Я мстительно плакал, глядя в это небо, потому что знал в эту минуту, что никого нет лучше меня и несчастней. Так пусть же, пусть никто не знает этого, тем горше они раскаются потом.

Я смотрел вверх и чувствовал, что здесь начинается истина, здесь, высоко, скрыто мое высокое предназначение, тут, с звездами наедине, постигается нравственный закон… Луна плавала в весеннем небе, как тающая льдинка, как обломок чего-то, что было когда-то большим и ярким. Луна иссякала, таяла, умирала высоко над пустыней города, уносила меня с собой — наполняла глаза каплями слез, делала меня свободным и зрячим, сжимала мне горло.


— Ну, расскажи, Аркаша, что там, как? Почему? Расскажи все.

— Рассказывать можно много! Впечатлений масса. Но не это главное. Главное, что я приехал и понял, какой здесь ужас… Я не хочу сейчас говорить о Петрограде. Но здесь — и это ощущается так явственно! — здесь душный, спертый воздух провинции, воздух сортира. Там хоть какая-то свобода, какая-то возможность высказаться. А тут, в Эдессе, какой-то ужас. Все напряжены, недоверчивы. И пугливы. Теперь, после поездки, Эдесса кажется мне просто клоакой: милой, уютной клоакой. Ужасно… И еще: ты заметил, что все, кто в Эдессе пишет (а таких здесь большинство), — никто не относится к своим писаниям серьезно? Какое-то дилетантство. Что-то очень несолидное. Как будто никто в то, что пишет, не верит. У меня такое впечатление. И это тоже ужасно. Может быть, я ошибаюсь. Но мне кажется, что я прав… И потом: почему в Эдессе запрещены дуэли? Это было бы так красиво. Скольких дураков поубавилось бы.

— А не наоборот?

Какие— то тени, призраки мелькают передо мной, мельтешат. Зачем они ко мне ходят? Зачем они кушают мой воздух? Я не могу их долго кормить сухим кормом. Скоро он весь выйдет, и надо будет давать им живой. А где я его возьму?

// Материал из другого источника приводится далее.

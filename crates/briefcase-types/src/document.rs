use serde::{Deserialize, Serialize};

/// Text extracted from an uploaded file. The original bytes are not kept.
#[derive(Debug, Clone, PartialEq, Serialize, Deserialize)]
#[serde(rename_all = "camelCase")]
pub struct Document {
    pub id: String,
    pub name: String,
    pub mime_type: String,
    /// Size of the uploaded file in bytes
    pub size: u64,
    pub content: String,
    pub conversation_id: Option<String>,
}

impl Document {
    pub fn new(
        name: impl Into<String>,
        mime_type: impl Into<String>,
        size: u64,
        content: String,
        conversation_id: Option<String>,
    ) -> Self {
        Self {
            id: uuid::Uuid::new_v4().to_string(),
            name: name.into(),
            mime_type: mime_type.into(),
            size,
            content,
            conversation_id,
        }
    }
}
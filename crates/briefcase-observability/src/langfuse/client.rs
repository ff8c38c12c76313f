use anyhow::{bail, Context, Result};
use reqwest::{Client, StatusCode};
use serde_json::json;
use std::time::Duration;

use super::types::{Envelope, IngestionReport};

/// HTTP client for the Langfuse public ingestion API
pub struct LangfuseClient {
    http: Client,
    endpoint: String,
    public_key: String,
    secret_key: String,
}

impl LangfuseClient {
    /// `host` is the Langfuse base URL, e.g. `https://cloud.langfuse.com`
    pub fn new(public_key: String, secret_key: String, host: String) -> Result<Self> {
        let http = Client::builder()
            .timeout(Duration::from_secs(10))
            .build()
            .context("Failed to create HTTP client")?;

        Ok(Self {
            http,
            endpoint: format!("{}/api/public/ingestion", host.trim_end_matches('/')),
            public_key,
            secret_key,
        })
    }

    /// Send `events` in one batch.
    ///
    /// Events the service rejects inside a 207 reply are logged, not returned
    /// as errors; only a failed request is.
    pub async fn ingest(&self, events: Vec<Envelope>) -> Result<()> {
        let count = events.len();
        let response = self
            .http
            .post(&self.endpoint)
            .basic_auth(&self.public_key, Some(&self.secret_key))
            .json(&json!({ "batch": events }))
            .send()
            .await
            .context("Failed to reach Langfuse")?;

        let status = response.status();
        if status == StatusCode::MULTI_STATUS {
            let report: IngestionReport = response.json().await.unwrap_or_default();
            for rejected in &report.errors {
                tracing::warn!(
                    event_id = %rejected.id,
                    status = rejected.status,
                    "Langfuse rejected event: {}",
                    rejected.message.as_deref().unwrap_or("no message")
                );
            }
            return Ok(());
        }

        if !status.is_success() {
            let body = response.text().await.unwrap_or_default();
            tracing::error!(status = %status, "Langfuse ingestion failed: {}", body);
            bail!("Langfuse API error: {} - {}", status, body);
        }

        tracing::debug!(count, "Langfuse ingestion accepted");
        Ok(())
    }
}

Зачем это все нужно? Зачем они заглядывают в глаза искусству, они — ленивые, нечестные, похотливые, слабо начитанные люди? В глаза Тому, чей взгляд им вынести не дано?

Но, может быть, я неправ. А наоборот, правы они? А? Бог знает, что я говорю.


Олежек мне говорил:

— О, эти художники — кало-ритнейший народ. Ох, кало-ритнейший! Ты посмотри, какое разнообразие! Один Лещ чего стоит. А Тюльпан? А Мока? Гаусбрант?! Это же черт знает. Каждый — целая поэма, прости за банальность. В самом деле, смотри дальше: Ануфриев, Стрельников, Паринюк! Ну, эти еще тихие. Относительно. Но ты бы послушал, как фонтанирует Гаус (если он в ударе), или Мока. Каскад. Фейерверк! Послушай, я забыл Сыча! Как я мог забыть Сыча? Надо их только послушать. Жаль, что ты их мало знаешь. Не матерьял, а объядение. Ну, ничего. Ты только раз попади с ними в одну компанию. И кайф плюс груда фактажа тебе обеспечены… А скольких я еще не назвал! И не разбрасывайся. Займись одним — и выжимай, выжимай сколько влезет. Это должно быть дьявольски интересно.

— Ты думаешь?

— Ну, конечно же!!


Как— то мы беседовали с Шуриком об австралийском, представьте себе, балете. Не помню уже, по какому поводу, Шура сказал:

— Понимаешь, это все равно что ты на серебре: ешь серебро — и… срешь, прости меня, серебром.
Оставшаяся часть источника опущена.